Rationale for incorrect choices
• Dementia: The client is oriented, communicates clearly, and exhibits affective rather than cognitive symptoms, which do not match dementia. Dementia involves progressive memory loss, confusion, and disorientation, none of which appear in the assessment. The rapid onset associated with emotional triggers also differs from dementia’s gradual progression.
• Alcohol withdrawal delirium: The client shows no signs of autonomic hyperactivity such as tremors, tachycardia beyond baseline, diaphoresis, or hallucinations. Although they smell of alcohol, the symptoms reflect mood disturbance rather than withdrawal physiology. Alcohol withdrawal delirium is acute, severe, and typically presents with confusion and agitation, which are absent here.

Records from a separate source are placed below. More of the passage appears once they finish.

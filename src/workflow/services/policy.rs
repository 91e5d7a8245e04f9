//! Per-stage execution policy.

use crate::envelope::{DEFAULT_MAX_RETRIES, DEFAULT_TIMEOUT_MS};
use crate::stage::Stage;
use serde::{Deserialize, Serialize};
use serde_json::Value;
use std::collections::HashMap;

/// How a `partial` result affects stage advancement.
#[derive(Debug, Clone, Copy, Default, PartialEq, Eq, Hash, Serialize, Deserialize)]
#[serde(rename_all = "snake_case")]
pub enum PartialPolicy {
    /// Fail the workflow with `PARTIAL_SUCCESS`, keeping the output as
    /// diagnostics.
    #[default]
    TreatAsFailure,
    /// Advance unless a blocking quality gate failed.
    AdvanceUnlessBlocking,
}

impl PartialPolicy {
    /// Returns `true` if a partial result with `output` may advance the
    /// stage.
    #[must_use]
    pub fn permits_advance(self, output: &Value) -> bool {
        match self {
            Self::TreatAsFailure => false,
            Self::AdvanceUnlessBlocking => failed_blocking_gates(output).is_empty(),
        }
    }
}

/// Names of failed blocking quality gates in a result output.
///
/// Gates live under `quality_gates` as `{name, passed, blocking?}`; a gate
/// without a `blocking` flag is blocking.
#[must_use]
pub fn failed_blocking_gates(output: &Value) -> Vec<String> {
    output
        .get("quality_gates")
        .and_then(Value::as_array)
        .map(|gates| {
            gates
                .iter()
                .filter(|gate| {
                    let passed = gate.get("passed").and_then(Value::as_bool).unwrap_or(false);
                    let blocking = gate.get("blocking").and_then(Value::as_bool).unwrap_or(true);
                    blocking && !passed
                })
                .map(|gate| {
                    gate.get("name")
                        .and_then(Value::as_str)
                        .unwrap_or("unnamed")
                        .to_owned()
                })
                .collect()
        })
        .unwrap_or_default()
}

/// Overrides applied to one stage.
#[derive(Debug, Clone, Copy, Default, PartialEq, Eq)]
pub struct StagePolicy {
    partial: PartialPolicy,
    timeout_ms: Option<u64>,
    max_retries: Option<u32>,
}

impl StagePolicy {
    /// Creates a policy with the default partial handling and no overrides.
    #[must_use]
    pub const fn new() -> Self {
        Self {
            partial: PartialPolicy::TreatAsFailure,
            timeout_ms: None,
            max_retries: None,
        }
    }

    /// Sets the partial-result policy.
    #[must_use]
    pub const fn with_partial(mut self, partial: PartialPolicy) -> Self {
        self.partial = partial;
        self
    }

    /// Overrides the per-attempt deadline.
    #[must_use]
    pub const fn with_timeout_ms(mut self, timeout_ms: u64) -> Self {
        self.timeout_ms = Some(timeout_ms);
        self
    }

    /// Overrides the attempt budget.
    #[must_use]
    pub const fn with_max_retries(mut self, max_retries: u32) -> Self {
        self.max_retries = Some(max_retries);
        self
    }
}

/// Policies for every stage, with process-wide fallbacks.
#[derive(Debug, Clone, PartialEq, Eq)]
pub struct StagePolicies {
    default_timeout_ms: u64,
    default_max_retries: u32,
    stages: HashMap<Stage, StagePolicy>,
}

impl Default for StagePolicies {
    fn default() -> Self {
        Self::new(DEFAULT_TIMEOUT_MS, DEFAULT_MAX_RETRIES)
    }
}

impl StagePolicies {
    /// Creates policies with the given fallbacks and no stage overrides.
    #[must_use]
    pub fn new(default_timeout_ms: u64, default_max_retries: u32) -> Self {
        Self {
            default_timeout_ms,
            default_max_retries,
            stages: HashMap::new(),
        }
    }

    /// Sets the policy for `stage`.
    #[must_use]
    pub fn with_stage(mut self, stage: Stage, policy: StagePolicy) -> Self {
        self.stages.insert(stage, policy);
        self
    }

    /// Returns the partial-result policy for `stage`.
    #[must_use]
    pub fn partial_policy(&self, stage: &Stage) -> PartialPolicy {
        self.stages
            .get(stage)
            .map(|policy| policy.partial)
            .unwrap_or_default()
    }

    /// Returns the per-attempt deadline for `stage`.
    #[must_use]
    pub fn timeout_ms(&self, stage: &Stage) -> u64 {
        self.stages
            .get(stage)
            .and_then(|policy| policy.timeout_ms)
            .unwrap_or(self.default_timeout_ms)
    }

    /// Returns the attempt budget for `stage`.
    #[must_use]
    pub fn max_retries(&self, stage: &Stage) -> u32 {
        self.stages
            .get(stage)
            .and_then(|policy| policy.max_retries)
            .unwrap_or(self.default_max_retries)
    }
}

• Dependent personality disorder: Although the client asks their partner to stay, this is common during crisis and does not indicate chronic dependency patterns. Dependent personality disorder requires long-term behaviors such as difficulty making decisions without approval or fear of abandonment, which are not described. Current behavior reflects emotional distress rather than a personality structure.
• Administer chlordiazepoxide: Chlordiazepoxide is used for alcohol withdrawal, which is not evidenced in this client. Without signs such as tremors, hypertension spikes, or agitation, the medication would not address the presenting issue. Sedation from benzodiazepines could worsen depressive symptoms or impair assessment accuracy.

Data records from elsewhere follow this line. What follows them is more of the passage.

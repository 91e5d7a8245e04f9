//! Then steps for agent registration BDD scenarios.

use super::world::{RegistrationWorld, agent_type, platform, run_async};
use eyre::{WrapErr, eyre};
use rstest_bdd_macros::then;
use stagehand::agent::{domain::AgentRegistration, services::AgentRegistryError};
use stagehand::envelope::ErrorCode;
use std::time::Duration;

const STALE_AFTER: Duration = Duration::from_secs(30);

fn last_result(
    world: &RegistrationWorld,
) -> Result<&Result<AgentRegistration, AgentRegistryError>, eyre::Report> {
    world
        .last_result
        .as_ref()
        .ok_or_else(|| eyre!("missing registration result in scenario world"))
}

#[then("registration succeeds")]
fn registration_succeeds(world: &RegistrationWorld) -> Result<(), eyre::Report> {
    match last_result(world)? {
        Ok(_) => Ok(()),
        Err(err) => Err(eyre!("expected registration to succeed, got {err}")),
    }
}

#[then("registration fails with a conflict")]
fn registration_conflicts(world: &RegistrationWorld) -> Result<(), eyre::Report> {
    match last_result(world)? {
        Err(err @ AgentRegistryError::Conflict { .. })
            if err.code() == Some(ErrorCode::Conflict) =>
        {
            Ok(())
        }
        other => Err(eyre!("expected a conflict, got {other:?}")),
    }
}

#[then("registration fails with an unsupported version error")]
fn registration_rejects_version(world: &RegistrationWorld) -> Result<(), eyre::Report> {
    match last_result(world)? {
        Err(AgentRegistryError::UnsupportedContractVersion { .. }) => Ok(()),
        other => Err(eyre!("expected an unsupported version error, got {other:?}")),
    }
}

#[then(r#"resolving "{kind}" returns the registered agent"#)]
fn resolves_registered(world: &RegistrationWorld, kind: String) -> Result<(), eyre::Report> {
    let expected = match last_result(world)? {
        Ok(registration) => registration.id(),
        Err(err) => return Err(eyre!("registration failed: {err}")),
    };
    let resolved = run_async(world.service.resolve(agent_type(&kind)?, None))
        .wrap_err("resolve agent")?
        .ok_or_else(|| eyre!("no agent resolved for '{kind}'"))?;
    if resolved.id() != expected {
        return Err(eyre!("resolved {} instead of {expected}", resolved.id()));
    }
    Ok(())
}

#[then(r#"resolving "{kind}" for platform "{name}" returns the platform agent"#)]
fn resolves_platform_agent(
    world: &RegistrationWorld,
    kind: String,
    name: String,
) -> Result<(), eyre::Report> {
    let expected = world
        .scoped
        .last()
        .ok_or_else(|| eyre!("no platform agent in scenario world"))?;
    let platform_id = platform(&name)?;
    let resolved = run_async(world.service.resolve(agent_type(&kind)?, Some(&platform_id)))
        .wrap_err("resolve platform agent")?
        .ok_or_else(|| eyre!("no agent resolved for '{kind}' on '{name}'"))?;
    if resolved.id() != expected.id() || resolved.concurrency_limit() != 4 {
        return Err(eyre!("expected the platform agent, got {}", resolved.id()));
    }
    Ok(())
}

#[then(r#"resolving "{kind}" for platform "{name}" returns the global agent"#)]
fn resolves_global_agent(
    world: &RegistrationWorld,
    kind: String,
    name: String,
) -> Result<(), eyre::Report> {
    let expected = world
        .global
        .last()
        .ok_or_else(|| eyre!("no global agent in scenario world"))?;
    let platform_id = platform(&name)?;
    let resolved = run_async(world.service.resolve(agent_type(&kind)?, Some(&platform_id)))
        .wrap_err("resolve global agent")?
        .ok_or_else(|| eyre!("no agent resolved for '{kind}' on '{name}'"))?;
    if resolved.id() != expected.id() || resolved.platform_id().is_some() {
        return Err(eyre!("expected the global agent, got {}", resolved.id()));
    }
    Ok(())
}

#[then("the health report counts {count:usize} stale agents")]
fn stale_agents(world: &RegistrationWorld, count: usize) -> Result<(), eyre::Report> {
    let report = run_async(world.service.health_report(world.now, STALE_AFTER))
        .wrap_err("build health report")?;
    let stale = report.stale().count();
    if stale != count {
        return Err(eyre!("expected {count} stale agents, found {stale}"));
    }
    Ok(())
}
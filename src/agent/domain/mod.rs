//! Domain model for agent registration and health.

mod error;
mod health;
mod heartbeat;
mod ids;
mod registration;
mod status;

pub use error::{AgentDomainError, ParseAgentStatusError};
pub use health::{AgentHealth, HealthReport};
pub use heartbeat::AgentHeartbeat;
pub use ids::AgentId;
pub use registration::{AgentRegistration, PersistedAgentData};
pub use status::AgentStatus;
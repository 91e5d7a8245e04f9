//! Closed set of workflow types.

use super::ParseWorkflowTypeError;
use serde::{Deserialize, Serialize};
use std::fmt;

/// Kind of pipeline run; selects the stage sequence.
#[derive(Debug, Clone, Copy, PartialEq, Eq, Hash, PartialOrd, Ord, Serialize, Deserialize)]
#[serde(rename_all = "snake_case")]
pub enum WorkflowType {
    /// New application from scratch.
    App,
    /// Feature added to an existing project.
    Feature,
    /// Defect fix.
    Bugfix,
    /// New backend service.
    Service,
    /// Urgent production fix.
    Hotfix,
    /// Behaviour-preserving restructuring.
    Refactor,
}

impl WorkflowType {
    /// Every workflow type.
    pub const ALL: [Self; 6] = [
        Self::App,
        Self::Feature,
        Self::Bugfix,
        Self::Service,
        Self::Hotfix,
        Self::Refactor,
    ];

    /// Returns the canonical storage representation.
    #[must_use]
    pub const fn as_str(self) -> &'static str {
        match self {
            Self::App => "app",
            Self::Feature => "feature",
            Self::Bugfix => "bugfix",
            Self::Service => "service",
            Self::Hotfix => "hotfix",
            Self::Refactor => "refactor",
        }
    }
}

impl fmt::Display for WorkflowType {
    fn fmt(&self, f: &mut fmt::Formatter<'_>) -> fmt::Result {
        f.write_str(self.as_str())
    }
}

impl TryFrom<&str> for WorkflowType {
    type Error = ParseWorkflowTypeError;

    fn try_from(value: &str) -> Result<Self, Self::Error> {
        let normalized = value.trim().to_ascii_lowercase();
        match normalized.as_str() {
            "app" => Ok(Self::App),
            "feature" => Ok(Self::Feature),
            "bugfix" => Ok(Self::Bugfix),
            "service" => Ok(Self::Service),
            "hotfix" => Ok(Self::Hotfix),
            "refactor" => Ok(Self::Refactor),
            _ => Err(ParseWorkflowTypeError(value.to_owned())),
        }
    }
}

• Teach assertive behaviors: Assertiveness training is appropriate for long-term therapy but is not suitable during acute crisis. The client is currently expressing suicidal thoughts and hopelessness, requiring safety measures rather than psychosocial skill-building. Attempting to teach behaviors during this emotional state can increase frustration. Stabilization must occur first.

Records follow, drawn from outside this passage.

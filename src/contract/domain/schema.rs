//! Structural schemas for JSON messages crossing an agent boundary.
//!
//! Validation never fails fast: every mismatch is reported as a
//! [`FieldError`] carrying a JSON-path-like location.

use serde::{Deserialize, Serialize};
use serde_json::Value;
use std::collections::BTreeMap;
use std::fmt;

/// A field-level validation failure.
#[derive(Debug, Clone, PartialEq, Eq, Serialize, Deserialize)]
pub struct FieldError {
    /// Location of the offending value, rooted at `$`.
    pub path: String,
    /// Description of the mismatch.
    pub message: String,
}

impl FieldError {
    /// Creates a field error.
    #[must_use]
    pub fn new(path: impl Into<String>, message: impl Into<String>) -> Self {
        Self {
            path: path.into(),
            message: message.into(),
        }
    }
}

impl fmt::Display for FieldError {
    fn fmt(&self, f: &mut fmt::Formatter<'_>) -> fmt::Result {
        write!(f, "{}: {}", self.path, self.message)
    }
}

/// One named property of an object schema.
#[derive(Debug, Clone, PartialEq, Serialize, Deserialize)]
pub struct Property {
    /// Property name.
    pub name: String,
    /// Schema the property value must satisfy.
    pub schema: Schema,
    /// Whether the property must be present.
    pub required: bool,
}

impl Property {
    /// Creates a required property.
    #[must_use]
    pub fn required(name: impl Into<String>, schema: Schema) -> Self {
        Self {
            name: name.into(),
            schema,
            required: true,
        }
    }

    /// Creates an optional property. `null` is accepted for optional values.
    #[must_use]
    pub fn optional(name: impl Into<String>, schema: Schema) -> Self {
        Self {
            name: name.into(),
            schema,
            required: false,
        }
    }
}

/// Structural description of a JSON value.
#[derive(Debug, Clone, PartialEq, Serialize, Deserialize)]
#[serde(tag = "type", rename_all = "snake_case")]
pub enum Schema {
    /// Any value, including `null`.
    Any,
    /// A JSON boolean.
    Boolean,
    /// A JSON integer within optional bounds.
    Integer {
        /// Inclusive lower bound.
        #[serde(default, skip_serializing_if = "Option::is_none")]
        minimum: Option<i64>,
        /// Inclusive upper bound.
        #[serde(default, skip_serializing_if = "Option::is_none")]
        maximum: Option<i64>,
    },
    /// Any JSON number.
    Number,
    /// A JSON string.
    String {
        /// Minimum character count.
        #[serde(default)]
        min_length: usize,
        /// Permitted values; empty means unrestricted.
        #[serde(default, skip_serializing_if = "Vec::is_empty")]
        allowed: Vec<String>,
    },
    /// A JSON array whose items share one schema.
    Array {
        /// Item schema.
        items: Box<Schema>,
        /// Minimum item count.
        #[serde(default)]
        min_items: usize,
    },
    /// A JSON object with named properties.
    Object {
        /// Declared properties.
        properties: Vec<Property>,
        /// Whether undeclared properties are tolerated.
        #[serde(default = "default_true")]
        additional_properties: bool,
    },
    /// A discriminated union: the `tag` field selects the variant schema.
    ///
    /// When `content` is set, the variant schema applies to that field;
    /// otherwise it applies to the whole object.
    Tagged {
        /// Discriminator field name.
        tag: String,
        /// Field holding the variant body, if separate from the tag.
        #[serde(default, skip_serializing_if = "Option::is_none")]
        content: Option<String>,
        /// Variant schemas keyed by discriminator value.
        variants: BTreeMap<String, Schema>,
    },
}

const fn default_true() -> bool {
    true
}

impl Schema {
    /// Any string.
    #[must_use]
    pub const fn string() -> Self {
        Self::String {
            min_length: 0,
            allowed: Vec::new(),
        }
    }

    /// A string with at least one non-whitespace character.
    #[must_use]
    pub const fn non_empty_string() -> Self {
        Self::String {
            min_length: 1,
            allowed: Vec::new(),
        }
    }

    /// A string restricted to the given values.
    #[must_use]
    pub fn one_of<I, S>(values: I) -> Self
    where
        I: IntoIterator<Item = S>,
        S: Into<String>,
    {
        Self::String {
            min_length: 0,
            allowed: values.into_iter().map(Into::into).collect(),
        }
    }

    /// An unbounded integer.
    #[must_use]
    pub const fn integer() -> Self {
        Self::Integer {
            minimum: None,
            maximum: None,
        }
    }

    /// An integer within `minimum..=maximum`.
    #[must_use]
    pub const fn integer_range(minimum: i64, maximum: i64) -> Self {
        Self::Integer {
            minimum: Some(minimum),
            maximum: Some(maximum),
        }
    }

    /// An array of `items`.
    #[must_use]
    pub fn array_of(items: Self) -> Self {
        Self::Array {
            items: Box::new(items),
            min_items: 0,
        }
    }

    /// An object that tolerates undeclared properties.
    #[must_use]
    pub const fn object(properties: Vec<Property>) -> Self {
        Self::Object {
            properties,
            additional_properties: true,
        }
    }

    /// An object that rejects undeclared properties.
    #[must_use]
    pub const fn strict_object(properties: Vec<Property>) -> Self {
        Self::Object {
            properties,
            additional_properties: false,
        }
    }

    /// A tagged union whose variant body lives in `content`.
    #[must_use]
    pub fn tagged<I, S>(tag: impl Into<String>, content: impl Into<String>, variants: I) -> Self
    where
        I: IntoIterator<Item = (S, Self)>,
        S: Into<String>,
    {
        Self::Tagged {
            tag: tag.into(),
            content: Some(content.into()),
            variants: variants
                .into_iter()
                .map(|(name, schema)| (name.into(), schema))
                .collect(),
        }
    }

    /// Validates `value`, returning every mismatch found.
    #[must_use]
    pub fn validate(&self, value: &Value) -> Vec<FieldError> {
        let mut errors = Vec::new();
        self.validate_at(value, "$", &mut errors);
        errors
    }

    fn validate_at(&self, value: &Value, path: &str, errors: &mut Vec<FieldError>) {
        match self {
            Self::Any => {}
            Self::Boolean => {
                if !value.is_boolean() {
                    errors.push(type_mismatch(path, "boolean", value));
                }
            }
            Self::Number => {
                if !value.is_number() {
                    errors.push(type_mismatch(path, "number", value));
                }
            }
            Self::Integer { minimum, maximum } => {
                validate_integer(value, *minimum, *maximum, path, errors);
            }
            Self::String {
                min_length,
                allowed,
            } => validate_string(value, *min_length, allowed, path, errors),
            Self::Array { items, min_items } => {
                let Some(elements) = value.as_array() else {
                    errors.push(type_mismatch(path, "array", value));
                    return;
                };
                if elements.len() < *min_items {
                    errors.push(FieldError::new(
                        path,
                        format!("expected at least {min_items} item(s), found {}", elements.len()),
                    ));
                }
                for (index, element) in elements.iter().enumerate() {
                    items.validate_at(element, &format!("{path}[{index}]"), errors);
                }
            }
            Self::Object {
                properties,
                additional_properties,
            } => validate_object(value, properties, *additional_properties, path, errors),
            Self::Tagged {
                tag,
                content,
                variants,
            } => validate_tagged(value, tag, content.as_deref(), variants, path, errors),
        }
    }
}

fn json_type_name(value: &Value) -> &'static str {
    match value {
        Value::Null => "null",
        Value::Bool(_) => "boolean",
        Value::Number(_) => "number",
        Value::String(_) => "string",
        Value::Array(_) => "array",
        Value::Object(_) => "object",
    }
}

fn type_mismatch(path: &str, expected: &str, value: &Value) -> FieldError {
    FieldError::new(
        path,
        format!("expected {expected}, found {}", json_type_name(value)),
    )
}

fn validate_integer(
    value: &Value,
    minimum: Option<i64>,
    maximum: Option<i64>,
    path: &str,
    errors: &mut Vec<FieldError>,
) {
    let Some(number) = value.as_i64() else {
        errors.push(type_mismatch(path, "integer", value));
        return;
    };
    if let Some(min) = minimum
        && number < min
    {
        errors.push(FieldError::new(path, format!("{number} is below minimum {min}")));
    }
    if let Some(max) = maximum
        && number > max
    {
        errors.push(FieldError::new(path, format!("{number} exceeds maximum {max}")));
    }
}

fn validate_string(
    value: &Value,
    min_length: usize,
    allowed: &[String],
    path: &str,
    errors: &mut Vec<FieldError>,
) {
    let Some(text) = value.as_str() else {
        errors.push(type_mismatch(path, "string", value));
        return;
    };
    if text.trim().chars().count() < min_length {
        errors.push(FieldError::new(
            path,
            format!("expected at least {min_length} non-blank character(s)"),
        ));
    }
    if !allowed.is_empty() && !allowed.iter().any(|candidate| candidate == text) {
        errors.push(FieldError::new(
            path,
            format!("'{text}' is not one of [{}]", allowed.join(", ")),
        ));
    }
}

fn validate_object(
    value: &Value,
    properties: &[Property],
    additional_properties: bool,
    path: &str,
    errors: &mut Vec<FieldError>,
) {
    let Some(fields) = value.as_object() else {
        errors.push(type_mismatch(path, "object", value));
        return;
    };
    for property in properties {
        let field_path = format!("{path}.{}", property.name);
        match fields.get(&property.name) {
            None => {
                if property.required {
                    errors.push(FieldError::new(field_path, "required field is missing"));
                }
            }
            Some(Value::Null) if !property.required => {}
            Some(field) => property.schema.validate_at(field, &field_path, errors),
        }
    }
    if !additional_properties {
        for name in fields.keys() {
            if !properties.iter().any(|property| &property.name == name) {
                errors.push(FieldError::new(
                    format!("{path}.{name}"),
                    "undeclared field is not allowed",
                ));
            }
        }
    }
}

fn validate_tagged(
    value: &Value,
    tag: &str,
    content: Option<&str>,
    variants: &BTreeMap<String, Schema>,
    path: &str,
    errors: &mut Vec<FieldError>,
) {
    let Some(fields) = value.as_object() else {
        errors.push(type_mismatch(path, "object", value));
        return;
    };
    let tag_path = format!("{path}.{tag}");
    let Some(discriminator) = fields.get(tag).and_then(Value::as_str) else {
        errors.push(FieldError::new(tag_path, "discriminator is missing or not a string"));
        return;
    };
    let Some(variant) = variants.get(discriminator) else {
        errors.push(FieldError::new(
            tag_path,
            format!("unknown variant '{discriminator}'"),
        ));
        return;
    };
    match content {
        Some(body_field) => {
            let body_path = format!("{path}.{body_field}");
            match fields.get(body_field) {
                Some(body) => variant.validate_at(body, &body_path, errors),
                None => errors.push(FieldError::new(body_path, "required field is missing")),
            }
        }
        None => variant.validate_at(value, path, errors),
    }
}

• Determine client’s level of orientation: There are no indications of confusion, disorientation, or cognitive impairment. The client communicates clearly and provides coherent history, suggesting orientation is intact. Orientation assessment would not address the immediate safety risk posed by active suicidal ideation. Priority should remain on direct suicide assessment and monitoring.
• Wandering at night: Night wandering relates to dementia or delirium and does not align with the client’s depressive symptoms. The client’s sleep issues involve insomnia and staying awake watching TV, not ambulation or confusion. Monitoring wandering would not provide insight into their mental health crisis. The risk lies more in self-harm than disorientation.
• Autonomic hyperactivity: No signs such as sweating, tremors, severe tachycardia, or elevated temperature are present. The vital signs are stable, and the client’s presentation lacks the physiological markers of withdrawal delirium. Monitoring autonomic activity would not provide useful information related to depression. Emotional symptoms take diagnostic priority here.
• Fear of separation: Fear of separation is typically associated with dependent or anxious attachment patterns, not major depressive disorder. The client’s request for their partner to stay appears rooted in emotional distress and fear of being alone during crisis rather than a pervasive dependency pattern. Monitoring this would not address the acute suicidal risk.